MSP twierdzi, że ujawnienia porozumienia nie chcą Włosi. UniCredito wskazuje z kolei na Skarb Państwa. – Mam obawy, że w tym przypadku akurat zdecydował polski rząd, bowiem porozumienie może nie być tak korzystne dla władz, jak chciałyby to przedstawić – uważa Grzegorz Zatryb, wiceprezes PTE Skarbiec Emerytura.
Jak dowiedział się „Parkiet” w centrałi UniCredito, na razie nie będzie żadnych kolejnych informacji na temat działań na polskim rynku. Również akcjonariusze UniCredito niewiele o całej sprawie wiedzą. Sytuacja włoskich inwestorów jest jednak bardziej komfortowa niż mniejszościowych inwestorów zaangażowanych w BPH.
– Ze szczątkowych informacji wynika, że realizowany może być pomysł – dziwoląg, czyli dzielenie BPH. W tym scenariuszu istnieje ryzyko, że mini-BPH będzie skansenem ze starym sprzętem, niechcianymi placówkami i pracownikami. Choć, jak widać po notowaniach, na razie nie jest na poważnie brany pod uwagę przez rynek – mówi Grzegorz Zatryb.
– Po zażegnaniu sporu ze Skarbem Państwa, wyjaśnienie wszystkich wątpliwości pozostaje w gestii Włochów i trzeba liczyć na to, że szybko ujawnią swoje zamierzenia wobec obu banków. Udowodnią, że ich wcześniejsze deklaracje, iż będą poważnie traktować polski rynek, nie były czystą kurtuazją – mówi Andrzej Powierża, analityk BDM PKO
„Parkiet” sugeruje, że może to być cisza przed kolejnym istotnym posunięciem. Na przykład ogłoszeniem wezwania przez UniCredito na BPH. Jednak analitycy wątpią w taką możliwość. – Nie sądzę, by się teraz zdecydowali na taki krok – mówi Dariusz Górski z DB Securities.

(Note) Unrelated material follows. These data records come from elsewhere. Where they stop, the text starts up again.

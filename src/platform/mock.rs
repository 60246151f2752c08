//! Mock platform for testing
//!
//! Provides an in-memory guild implementing CommunityPlatform, with
//! per-operation and per-member failure injection.

use std::collections::{HashMap, HashSet};

use async_trait::async_trait;
use parking_lot::RwLock;

use crate::error::{PlatformError, PlatformResult};

use super::{CapabilitySet, CommunityId, CommunityPlatform, Member, MemberId, Role, RoleId};

// ─────────────────────────────────────────────────────────────────
// Mock Operations
// ─────────────────────────────────────────────────────────────────

/// Platform operations that can be made to fail
#[derive(Debug, Clone, Copy, PartialEq, Eq, Hash)]
pub enum MockOp {
    ListRoles,
    CreateRole,
    DeleteRole,
    ListMembers,
    AssignRole,
    DefaultPermissions,
    SetDefaultPermissions,
}

#[derive(Debug)]
struct GuildState {
    roles: Vec<Role>,
    members: Vec<Member>,
    next_id: u64,
}

// ─────────────────────────────────────────────────────────────────
// Mock Platform
// ─────────────────────────────────────────────────────────────────

/// In-memory single-guild implementation of CommunityPlatform
pub struct MockPlatform {
    community: CommunityId,
    state: RwLock<GuildState>,
    failing_ops: RwLock<HashSet<MockOp>>,
    failing_members: RwLock<HashSet<MemberId>>,
    call_counts: RwLock<HashMap<MockOp, u32>>,
}

impl MockPlatform {
    /// Create a guild whose `@everyone` role can send messages, speak and connect
    pub fn new(community: CommunityId) -> Self {
        let everyone = Role {
            id: community.everyone_role(),
            name: "@everyone".to_string(),
            permissions: CapabilitySet::VIEW_CHANNEL
                | CapabilitySet::SEND_MESSAGES
                | CapabilitySet::READ_MESSAGE_HISTORY
                | CapabilitySet::CONNECT
                | CapabilitySet::SPEAK,
        };

        Self {
            community,
            state: RwLock::new(GuildState {
                roles: vec![everyone],
                members: Vec::new(),
                next_id: community.0 + 1,
            }),
            failing_ops: RwLock::new(HashSet::new()),
            failing_members: RwLock::new(HashSet::new()),
            call_counts: RwLock::new(HashMap::new()),
        }
    }

    // ─────────────────────────────────────────────────────────────
    // Fixture setup
    // ─────────────────────────────────────────────────────────────

    /// Add a role directly, bypassing failure injection
    pub fn add_role(&self, name: &str, permissions: CapabilitySet) -> Role {
        let mut state = self.state.write();
        let role = Role {
            id: RoleId(state.next_id),
            name: name.to_string(),
            permissions,
        };
        state.next_id += 1;
        state.roles.push(role.clone());
        role
    }

    /// Add a member holding no roles
    pub fn add_member(&self, id: u64, username: &str, bot: bool) -> MemberId {
        let member = Member {
            id: MemberId(id),
            username: username.to_string(),
            bot,
            roles: Vec::new(),
            joined_at: None,
        };
        self.state.write().members.push(member);
        MemberId(id)
    }

    /// Give a role to a member directly, bypassing failure injection
    pub fn grant(&self, member: MemberId, role: RoleId) {
        let mut state = self.state.write();
        if let Some(m) = state.members.iter_mut().find(|m| m.id == member) {
            if !m.roles.contains(&role) {
                m.roles.push(role);
            }
        }
    }

    /// Overwrite the `@everyone` permissions directly
    pub fn set_everyone(&self, permissions: CapabilitySet) {
        let everyone = self.community.everyone_role();
        let mut state = self.state.write();
        if let Some(role) = state.roles.iter_mut().find(|r| r.id == everyone) {
            role.permissions = permissions;
        }
    }

    // ─────────────────────────────────────────────────────────────
    // Failure injection
    // ─────────────────────────────────────────────────────────────

    /// Make every subsequent call of `op` fail
    pub fn fail(&self, op: MockOp) {
        self.failing_ops.write().insert(op);
    }

    /// Stop failing `op`
    pub fn heal(&self, op: MockOp) {
        self.failing_ops.write().remove(&op);
    }

    /// Make role assignment fail for one member only
    pub fn fail_assign_for(&self, member: MemberId) {
        self.failing_members.write().insert(member);
    }

    // ─────────────────────────────────────────────────────────────
    // Inspection
    // ─────────────────────────────────────────────────────────────

    pub fn roles(&self) -> Vec<Role> {
        self.state.read().roles.clone()
    }

    pub fn roles_named(&self, name: &str) -> Vec<Role> {
        self.state
            .read()
            .roles
            .iter()
            .filter(|r| r.name == name)
            .cloned()
            .collect()
    }

    pub fn member(&self, id: MemberId) -> Option<Member> {
        self.state.read().members.iter().find(|m| m.id == id).cloned()
    }

    /// Ids of members holding `role`, in membership order
    pub fn holders_of(&self, role: RoleId) -> Vec<MemberId> {
        self.state
            .read()
            .members
            .iter()
            .filter(|m| m.has_role(role))
            .map(|m| m.id)
            .collect()
    }

    pub fn everyone(&self) -> CapabilitySet {
        let everyone = self.community.everyone_role();
        self.state
            .read()
            .roles
            .iter()
            .find(|r| r.id == everyone)
            .map(|r| r.permissions)
            .unwrap_or_default()
    }

    /// Get the number of times an operation was called
    pub fn call_count(&self, op: MockOp) -> u32 {
        self.call_counts.read().get(&op).copied().unwrap_or(0)
    }

    fn enter(&self, op: MockOp, community: CommunityId) -> PlatformResult<()> {
        *self.call_counts.write().entry(op).or_insert(0) += 1;

        if community != self.community {
            return Err(PlatformError::Api {
                status: 404,
                message: format!("Unknown Guild {}", community),
            });
        }
        if self.failing_ops.read().contains(&op) {
            return Err(PlatformError::Api {
                status: 500,
                message: format!("mock failure: {:?}", op),
            });
        }
        Ok(())
    }
}

#[async_trait]
impl CommunityPlatform for MockPlatform {
    fn name(&self) -> &'static str {
        "mock"
    }

    async fn list_roles(&self, community: CommunityId) -> PlatformResult<Vec<Role>> {
        self.enter(MockOp::ListRoles, community)?;
        Ok(self.roles())
    }

    async fn create_role(
        &self,
        community: CommunityId,
        name: &str,
        permissions: CapabilitySet,
        _reason: &str,
    ) -> PlatformResult<Role> {
        self.enter(MockOp::CreateRole, community)?;
        Ok(self.add_role(name, permissions))
    }

    async fn delete_role(
        &self,
        community: CommunityId,
        role: &Role,
        _reason: &str,
    ) -> PlatformResult<()> {
        self.enter(MockOp::DeleteRole, community)?;

        let mut state = self.state.write();
        let before = state.roles.len();
        state.roles.retain(|r| r.id != role.id);
        if state.roles.len() == before {
            return Err(PlatformError::Api {
                status: 404,
                message: "Unknown Role".to_string(),
            });
        }
        for member in state.members.iter_mut() {
            member.roles.retain(|r| *r != role.id);
        }
        Ok(())
    }

    async fn list_members(&self, community: CommunityId) -> PlatformResult<Vec<Member>> {
        self.enter(MockOp::ListMembers, community)?;
        Ok(self.state.read().members.clone())
    }

    async fn assign_role(
        &self,
        community: CommunityId,
        member: &Member,
        role: &Role,
        _reason: &str,
    ) -> PlatformResult<()> {
        self.enter(MockOp::AssignRole, community)?;

        if self.failing_members.read().contains(&member.id) {
            return Err(PlatformError::Api {
                status: 403,
                message: "Missing Permissions".to_string(),
            });
        }
        if !self.state.read().roles.iter().any(|r| r.id == role.id) {
            return Err(PlatformError::Api {
                status: 404,
                message: "Unknown Role".to_string(),
            });
        }

        self.grant(member.id, role.id);
        Ok(())
    }

    async fn default_permissions(&self, community: CommunityId) -> PlatformResult<CapabilitySet> {
        self.enter(MockOp::DefaultPermissions, community)?;
        Ok(self.everyone())
    }

    async fn set_default_permissions(
        &self,
        community: CommunityId,
        permissions: CapabilitySet,
        _reason: &str,
    ) -> PlatformResult<()> {
        self.enter(MockOp::SetDefaultPermissions, community)?;
        self.set_everyone(permissions);
        Ok(())
    }
}

// ─────────────────────────────────────────────────────────────────
// Tests
// ─────────────────────────────────────────────────────────────────

#[cfg(test)]
mod tests {
    use super::*;

    const GUILD: CommunityId = CommunityId(1000);

    #[tokio::test]
    async fn test_everyone_role_listed() {
        let mock = MockPlatform::new(GUILD);
        let roles = mock.list_roles(GUILD).await.unwrap();
        assert_eq!(roles.len(), 1);
        assert_eq!(roles[0].id, GUILD.everyone_role());
        assert!(mock.everyone().contains(CapabilitySet::SPEAK));
    }

    #[tokio::test]
    async fn test_delete_role_strips_members() {
        let mock = MockPlatform::new(GUILD);
        let role = mock.add_role("verified", CapabilitySet::empty());
        let alice = mock.add_member(1, "alice", false);
        mock.grant(alice, role.id);

        mock.delete_role(GUILD, &role, "test").await.unwrap();

        assert!(mock.roles_named("verified").is_empty());
        assert!(!mock.member(alice).unwrap().has_role(role.id));
    }

    #[tokio::test]
    async fn test_failure_injection() {
        let mock = MockPlatform::new(GUILD);
        mock.fail(MockOp::ListRoles);
        assert!(mock.list_roles(GUILD).await.is_err());

        mock.heal(MockOp::ListRoles);
        assert!(mock.list_roles(GUILD).await.is_ok());
        assert_eq!(mock.call_count(MockOp::ListRoles), 2);
    }

    #[tokio::test]
    async fn test_unknown_guild() {
        let mock = MockPlatform::new(GUILD);
        let err = mock.list_members(CommunityId(7)).await.unwrap_err();
        assert!(matches!(err, PlatformError::Api { status: 404, .. }));
    }
}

Piotr Palenik z ING Securities uważa, że rząd decydując się na długotrwały spór, zamknął tę możliwość inwestorom. Według niego, akcjonariusze mniejszościowi BPH nie mają wielu powodów do obaw. – Działanie na szkodę Pekao czy BPH nie leży w interesie UniCredito. Nie zapominajmy, że jest większościowym inwestorem obu banków. Ponadto na straży interesów właścicieli akcji BPH stoi też Skarb Państwa, który ma jego papiery (ok. 4 proc). Pozycję banków pogarsza przedłużanie procesu – uważa Piotr Palenik.